### Task objective:
The records below should be printed once more, exactly as they appear.

### Data supplied:
::::
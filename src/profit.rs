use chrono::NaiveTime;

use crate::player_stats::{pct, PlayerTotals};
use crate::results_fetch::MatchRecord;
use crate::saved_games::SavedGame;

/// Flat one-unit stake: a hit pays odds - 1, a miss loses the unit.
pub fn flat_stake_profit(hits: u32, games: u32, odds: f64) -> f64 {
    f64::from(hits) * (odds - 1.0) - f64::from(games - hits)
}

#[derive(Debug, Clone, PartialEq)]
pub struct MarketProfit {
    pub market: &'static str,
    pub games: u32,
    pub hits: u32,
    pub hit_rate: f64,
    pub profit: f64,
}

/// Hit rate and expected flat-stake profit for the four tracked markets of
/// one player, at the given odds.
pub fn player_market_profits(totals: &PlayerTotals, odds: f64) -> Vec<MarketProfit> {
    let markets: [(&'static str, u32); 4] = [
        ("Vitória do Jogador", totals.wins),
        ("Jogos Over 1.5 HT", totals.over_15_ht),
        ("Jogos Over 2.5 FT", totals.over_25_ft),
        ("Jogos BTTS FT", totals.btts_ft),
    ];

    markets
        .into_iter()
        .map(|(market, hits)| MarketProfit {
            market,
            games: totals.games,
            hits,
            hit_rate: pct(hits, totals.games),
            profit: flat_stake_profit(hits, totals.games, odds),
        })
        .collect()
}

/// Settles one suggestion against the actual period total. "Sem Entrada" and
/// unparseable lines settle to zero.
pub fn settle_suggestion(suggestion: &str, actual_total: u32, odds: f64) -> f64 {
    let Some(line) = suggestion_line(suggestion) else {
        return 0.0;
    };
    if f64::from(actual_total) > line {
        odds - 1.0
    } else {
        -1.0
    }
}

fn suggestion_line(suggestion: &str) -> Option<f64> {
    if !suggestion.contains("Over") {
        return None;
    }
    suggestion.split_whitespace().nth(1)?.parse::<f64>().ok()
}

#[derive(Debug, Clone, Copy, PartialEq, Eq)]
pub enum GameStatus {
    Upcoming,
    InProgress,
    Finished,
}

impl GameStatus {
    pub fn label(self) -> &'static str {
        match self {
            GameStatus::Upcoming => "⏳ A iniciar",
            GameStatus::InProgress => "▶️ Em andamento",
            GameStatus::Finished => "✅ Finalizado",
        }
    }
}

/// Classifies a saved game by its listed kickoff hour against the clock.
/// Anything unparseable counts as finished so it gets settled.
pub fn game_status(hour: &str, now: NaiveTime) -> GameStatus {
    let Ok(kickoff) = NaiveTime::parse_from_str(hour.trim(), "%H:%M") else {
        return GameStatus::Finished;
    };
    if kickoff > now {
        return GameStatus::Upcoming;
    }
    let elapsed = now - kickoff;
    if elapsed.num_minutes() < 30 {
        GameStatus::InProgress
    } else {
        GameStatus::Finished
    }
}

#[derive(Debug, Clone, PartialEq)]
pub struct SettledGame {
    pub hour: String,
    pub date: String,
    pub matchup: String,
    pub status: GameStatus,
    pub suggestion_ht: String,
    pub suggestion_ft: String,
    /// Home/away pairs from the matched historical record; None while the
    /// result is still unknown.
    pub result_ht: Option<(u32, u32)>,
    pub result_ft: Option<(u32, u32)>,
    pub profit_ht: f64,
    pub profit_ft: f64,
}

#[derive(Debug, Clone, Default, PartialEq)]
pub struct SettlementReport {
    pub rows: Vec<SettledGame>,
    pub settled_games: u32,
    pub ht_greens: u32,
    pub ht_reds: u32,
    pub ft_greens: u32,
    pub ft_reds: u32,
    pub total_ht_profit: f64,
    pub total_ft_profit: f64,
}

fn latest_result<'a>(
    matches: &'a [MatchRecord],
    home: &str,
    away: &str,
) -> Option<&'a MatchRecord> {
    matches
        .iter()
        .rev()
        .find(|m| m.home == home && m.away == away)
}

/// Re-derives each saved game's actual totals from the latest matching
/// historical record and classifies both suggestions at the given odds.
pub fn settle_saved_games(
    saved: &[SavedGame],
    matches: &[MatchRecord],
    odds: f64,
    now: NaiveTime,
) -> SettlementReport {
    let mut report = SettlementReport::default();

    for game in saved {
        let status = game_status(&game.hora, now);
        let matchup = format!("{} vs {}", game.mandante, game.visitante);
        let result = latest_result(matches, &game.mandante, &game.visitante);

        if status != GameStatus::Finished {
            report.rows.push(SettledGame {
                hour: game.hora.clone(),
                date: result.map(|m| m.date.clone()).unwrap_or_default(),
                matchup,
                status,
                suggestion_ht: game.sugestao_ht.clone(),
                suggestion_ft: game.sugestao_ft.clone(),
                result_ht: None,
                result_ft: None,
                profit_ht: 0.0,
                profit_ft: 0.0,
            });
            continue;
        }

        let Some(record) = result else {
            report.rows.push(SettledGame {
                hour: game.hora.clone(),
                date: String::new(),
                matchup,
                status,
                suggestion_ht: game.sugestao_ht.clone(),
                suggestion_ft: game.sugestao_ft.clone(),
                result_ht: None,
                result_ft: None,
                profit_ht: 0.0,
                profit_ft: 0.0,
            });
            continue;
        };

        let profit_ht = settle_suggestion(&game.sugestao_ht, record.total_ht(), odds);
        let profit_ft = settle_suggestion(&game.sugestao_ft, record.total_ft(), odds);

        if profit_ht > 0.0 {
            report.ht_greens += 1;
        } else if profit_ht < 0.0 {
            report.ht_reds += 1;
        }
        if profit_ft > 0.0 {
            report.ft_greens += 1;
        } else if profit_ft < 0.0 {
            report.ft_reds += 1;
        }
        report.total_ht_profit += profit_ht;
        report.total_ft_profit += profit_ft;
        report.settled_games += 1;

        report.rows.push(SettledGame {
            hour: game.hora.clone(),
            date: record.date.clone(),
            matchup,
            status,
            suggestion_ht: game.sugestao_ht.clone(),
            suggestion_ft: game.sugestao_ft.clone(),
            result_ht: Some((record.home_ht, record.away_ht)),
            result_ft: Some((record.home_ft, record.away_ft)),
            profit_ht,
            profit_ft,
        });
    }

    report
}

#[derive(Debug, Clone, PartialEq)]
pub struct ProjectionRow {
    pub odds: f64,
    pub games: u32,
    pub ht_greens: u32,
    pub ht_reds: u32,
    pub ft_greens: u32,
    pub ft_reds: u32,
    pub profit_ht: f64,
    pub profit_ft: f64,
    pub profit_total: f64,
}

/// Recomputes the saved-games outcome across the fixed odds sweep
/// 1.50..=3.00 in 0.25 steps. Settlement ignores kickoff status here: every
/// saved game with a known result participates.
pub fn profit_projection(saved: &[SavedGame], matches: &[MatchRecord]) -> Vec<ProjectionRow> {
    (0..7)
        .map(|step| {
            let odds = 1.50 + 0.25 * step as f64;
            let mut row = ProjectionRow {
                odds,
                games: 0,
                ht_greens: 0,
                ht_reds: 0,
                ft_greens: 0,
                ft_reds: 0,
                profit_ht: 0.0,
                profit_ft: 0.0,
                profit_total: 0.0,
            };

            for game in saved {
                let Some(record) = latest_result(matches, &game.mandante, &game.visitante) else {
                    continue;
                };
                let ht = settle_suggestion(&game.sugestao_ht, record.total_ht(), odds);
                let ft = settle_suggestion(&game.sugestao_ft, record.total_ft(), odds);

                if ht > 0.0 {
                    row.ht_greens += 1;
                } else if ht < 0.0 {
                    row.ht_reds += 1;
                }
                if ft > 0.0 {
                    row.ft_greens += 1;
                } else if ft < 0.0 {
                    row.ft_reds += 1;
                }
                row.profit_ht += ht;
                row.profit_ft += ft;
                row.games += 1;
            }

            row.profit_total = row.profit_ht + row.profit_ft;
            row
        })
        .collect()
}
::::
### Task response:
filename src/profit.rs
use chrono::NaiveTime;

use crate::player_stats::{pct, PlayerTotals};
use crate::results_fetch::MatchRecord;
use crate::saved_games::SavedGame;

/// Flat one-unit stake: a hit pays odds - 1, a miss loses the unit.
pub fn flat_stake_profit(hits: u32, games: u32, odds: f64) -> f64 {
    f64::from(hits) * (odds - 1.0) - f64::from(games - hits)
}

#[derive(Debug, Clone, PartialEq)]
pub struct MarketProfit {
    pub market: &'static str,
    pub games: u32,
    pub hits: u32,
    pub hit_rate: f64,
    pub profit: f64,
}

/// Hit rate and expected flat-stake profit for the four tracked markets of
/// one player, at the given odds.
pub fn player_market_profits(totals: &PlayerTotals, odds: f64) -> Vec<MarketProfit> {
    let markets: [(&'static str, u32); 4] = [
        ("Vitória do Jogador", totals.wins),
        ("Jogos Over 1.5 HT", totals.over_15_ht),
        ("Jogos Over 2.5 FT", totals.over_25_ft),
        ("Jogos BTTS FT", totals.btts_ft),
    ];

    markets
        .into_iter()
        .map(|(market, hits)| MarketProfit {
            market,
            games: totals.games,
            hits,
            hit_rate: pct(hits, totals.games),
            profit: flat_stake_profit(hits, totals.games, odds),
        })
        .collect()
}

/// Settles one suggestion against the actual period total. "Sem Entrada" and
/// unparseable lines settle to zero.
pub fn settle_suggestion(suggestion: &str, actual_total: u32, odds: f64) -> f64 {
    let Some(line) = suggestion_line(suggestion) else {
        return 0.0;
    };
    if f64::from(actual_total) > line {
        odds - 1.0
    } else {
        -1.0
    }
}

fn suggestion_line(suggestion: &str) -> Option<f64> {
    if !suggestion.contains("Over") {
        return None;
    }
    suggestion.split_whitespace().nth(1)?.parse::<f64>().ok()
}

#[derive(Debug, Clone, Copy, PartialEq, Eq)]
pub enum GameStatus {
    Upcoming,
    InProgress,
    Finished,
}

impl GameStatus {
    pub fn label(self) -> &'static str {
        match self {
            GameStatus::Upcoming => "⏳ A iniciar",
            GameStatus::InProgress => "▶️ Em andamento",
            GameStatus::Finished => "✅ Finalizado",
        }
    }
}

/// Classifies a saved game by its listed kickoff hour against the clock.
/// Anything unparseable counts as finished so it gets settled.
pub fn game_status(hour: &str, now: NaiveTime) -> GameStatus {
    let Ok(kickoff) = NaiveTime::parse_from_str(hour.trim(), "%H:%M") else {
        return GameStatus::Finished;
    };
    if kickoff > now {
        return GameStatus::Upcoming;
    }
    let elapsed = now - kickoff;
    if elapsed.num_minutes() < 30 {
        GameStatus::InProgress
    } else {
        GameStatus::Finished
    }
}

#[derive(Debug, Clone, PartialEq)]
pub struct SettledGame {
    pub hour: String,
    pub date: String,
    pub matchup: String,
    pub status: GameStatus,
    pub suggestion_ht: String,
    pub suggestion_ft: String,
    /// Home/away pairs from the matched historical record; None while the
    /// result is still unknown.
    pub result_ht: Option<(u32, u32)>,
    pub result_ft: Option<(u32, u32)>,
    pub profit_ht: f64,
    pub profit_ft: f64,
}

#[derive(Debug, Clone, Default, PartialEq)]
pub struct SettlementReport {
    pub rows: Vec<SettledGame>,
    pub settled_games: u32,
    pub ht_greens: u32,
    pub ht_reds: u32,
    pub ft_greens: u32,
    pub ft_reds: u32,
    pub total_ht_profit: f64,
    pub total_ft_profit: f64,
}

fn latest_result<'a>(
    matches: &'a [MatchRecord],
    home: &str,
    away: &str,
) -> Option<&'a MatchRecord> {
    matches
        .iter()
        .rev()
        .find(|m| m.home == home && m.away == away)
}

/// Re-derives each saved game's actual totals from the latest matching
/// historical record and classifies both suggestions at the given odds.
pub fn settle_saved_games(
    saved: &[SavedGame],
    matches: &[MatchRecord],
    odds: f64,
    now: NaiveTime,
) -> SettlementReport {
    let mut report = SettlementReport::default();

    for game in saved {
        let status = game_status(&game.hora, now);
        let matchup = format!("{} vs {}", game.mandante, game.visitante);
        let result = latest_result(matches, &game.mandante, &game.visitante);

        if status != GameStatus::Finished {
            report.rows.push(SettledGame {
                hour: game.hora.clone(),
                date: result.map(|m| m.date.clone()).unwrap_or_default(),
                matchup,
                status,
                suggestion_ht: game.sugestao_ht.clone(),
                suggestion_ft: game.sugestao_ft.clone(),
                result_ht: None,
                result_ft: None,
                profit_ht: 0.0,
                profit_ft: 0.0,
            });
            continue;
        }

        let Some(record) = result else {
            report.rows.push(SettledGame {
                hour: game.hora.clone(),
                date: String::new(),
                matchup,
                status,
                suggestion_ht: game.sugestao_ht.clone(),
                suggestion_ft: game.sugestao_ft.clone(),
                result_ht: None,
                result_ft: None,
                profit_ht: 0.0,
                profit_ft: 0.0,
            });
            continue;
        };

        let profit_ht = settle_suggestion(&game.sugestao_ht, record.total_ht(), odds);
        let profit_ft = settle_suggestion(&game.sugestao_ft, record.total_ft(), odds);

        if profit_ht > 0.0 {
            report.ht_greens += 1;
        } else if profit_ht < 0.0 {
            report.ht_reds += 1;
        }
        if profit_ft > 0.0 {
            report.ft_greens += 1;
        } else if profit_ft < 0.0 {
            report.ft_reds += 1;
        }
        report.total_ht_profit += profit_ht;
        report.total_ft_profit += profit_ft;
        report.settled_games += 1;

        report.rows.push(SettledGame {
            hour: game.hora.clone(),
            date: record.date.clone(),
            matchup,
            status,
            suggestion_ht: game.sugestao_ht.clone(),
            suggestion_ft: game.sugestao_ft.clone(),
            result_ht: Some((record.home_ht, record.away_ht)),
            result_ft: Some((record.home_ft, record.away_ft)),
            profit_ht,
            profit_ft,
        });
    }

    report
}

#[derive(Debug, Clone, PartialEq)]
pub struct ProjectionRow {
    pub odds: f64,
    pub games: u32,
    pub ht_greens: u32,
    pub ht_reds: u32,
    pub ft_greens: u32,
    pub ft_reds: u32,
    pub profit_ht: f64,
    pub profit_ft: f64,
    pub profit_total: f64,
}

/// Recomputes the saved-games outcome across the fixed odds sweep
/// 1.50..=3.00 in 0.25 steps. Settlement ignores kickoff status here: every
/// saved game with a known result participates.
pub fn profit_projection(saved: &[SavedGame], matches: &[MatchRecord]) -> Vec<ProjectionRow> {
    (0..7)
        .map(|step| {
            let odds = 1.50 + 0.25 * step as f64;
            let mut row = ProjectionRow {
                odds,
                games: 0,
                ht_greens: 0,
                ht_reds: 0,
                ft_greens: 0,
                ft_reds: 0,
                profit_ht: 0.0,
                profit_ft: 0.0,
                profit_total: 0.0,
            };

            for game in saved {
                let Some(record) = latest_result(matches, &game.mandante, &game.visitante) else {
                    continue;
                };
                let ht = settle_suggestion(&game.sugestao_ht, record.total_ht(), odds);
                let ft = settle_suggestion(&game.sugestao_ft, record.total_ft(), odds);

                if ht > 0.0 {
                    row.ht_greens += 1;
                } else if ht < 0.0 {
                    row.ht_reds += 1;
                }
                if ft > 0.0 {
                    row.ft_greens += 1;
                } else if ft < 0.0 {
                    row.ft_reds += 1;
                }
                row.profit_ht += ht;
                row.profit_ft += ft;
                row.games += 1;
            }

            row.profit_total = row.profit_ht + row.profit_ft;
            row
        })
        .collect()
}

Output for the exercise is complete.